THE TASK ▸ Emit only the lines from the line containing "EnvironmentConfig::apply_overrides(&mut config)?;" through the last line of the entries, unchanged.

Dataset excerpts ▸
== == ==

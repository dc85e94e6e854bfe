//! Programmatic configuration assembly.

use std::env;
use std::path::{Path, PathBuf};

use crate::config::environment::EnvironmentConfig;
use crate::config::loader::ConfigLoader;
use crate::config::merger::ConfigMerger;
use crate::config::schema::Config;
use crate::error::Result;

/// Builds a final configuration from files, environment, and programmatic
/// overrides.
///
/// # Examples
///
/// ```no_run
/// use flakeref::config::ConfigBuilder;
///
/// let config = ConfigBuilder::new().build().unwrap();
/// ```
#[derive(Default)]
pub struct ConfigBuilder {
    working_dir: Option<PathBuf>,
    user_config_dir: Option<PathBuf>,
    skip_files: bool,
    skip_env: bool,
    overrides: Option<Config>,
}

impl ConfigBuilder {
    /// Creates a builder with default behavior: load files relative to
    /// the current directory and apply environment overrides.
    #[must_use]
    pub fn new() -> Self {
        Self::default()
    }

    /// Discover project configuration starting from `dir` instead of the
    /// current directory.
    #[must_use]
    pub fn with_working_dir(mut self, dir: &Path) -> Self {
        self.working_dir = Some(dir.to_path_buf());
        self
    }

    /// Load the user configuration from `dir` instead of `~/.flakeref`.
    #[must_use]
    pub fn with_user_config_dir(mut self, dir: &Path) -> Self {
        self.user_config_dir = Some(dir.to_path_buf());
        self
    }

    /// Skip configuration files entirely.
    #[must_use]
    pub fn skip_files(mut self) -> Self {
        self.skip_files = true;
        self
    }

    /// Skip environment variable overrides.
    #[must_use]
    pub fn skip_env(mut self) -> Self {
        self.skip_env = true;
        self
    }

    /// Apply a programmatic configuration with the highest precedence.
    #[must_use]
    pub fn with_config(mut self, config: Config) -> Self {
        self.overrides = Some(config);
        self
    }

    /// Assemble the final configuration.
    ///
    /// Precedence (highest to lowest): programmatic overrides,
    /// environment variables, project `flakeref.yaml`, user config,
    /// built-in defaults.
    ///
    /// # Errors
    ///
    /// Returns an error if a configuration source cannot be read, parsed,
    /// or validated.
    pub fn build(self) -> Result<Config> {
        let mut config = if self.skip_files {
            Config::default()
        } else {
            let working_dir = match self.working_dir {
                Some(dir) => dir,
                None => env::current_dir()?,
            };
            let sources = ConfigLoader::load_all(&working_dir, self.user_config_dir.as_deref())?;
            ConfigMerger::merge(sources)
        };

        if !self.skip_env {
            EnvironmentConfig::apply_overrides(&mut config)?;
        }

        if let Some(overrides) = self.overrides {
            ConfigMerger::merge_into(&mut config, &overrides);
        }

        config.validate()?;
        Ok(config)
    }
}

== == ==

ANSWER ▸
            EnvironmentConfig::apply_overrides(&mut config)?;
        }

        if let Some(overrides) = self.overrides {
            ConfigMerger::merge_into(&mut config, &overrides);
        }

        config.validate()?;
        Ok(config)
    }
}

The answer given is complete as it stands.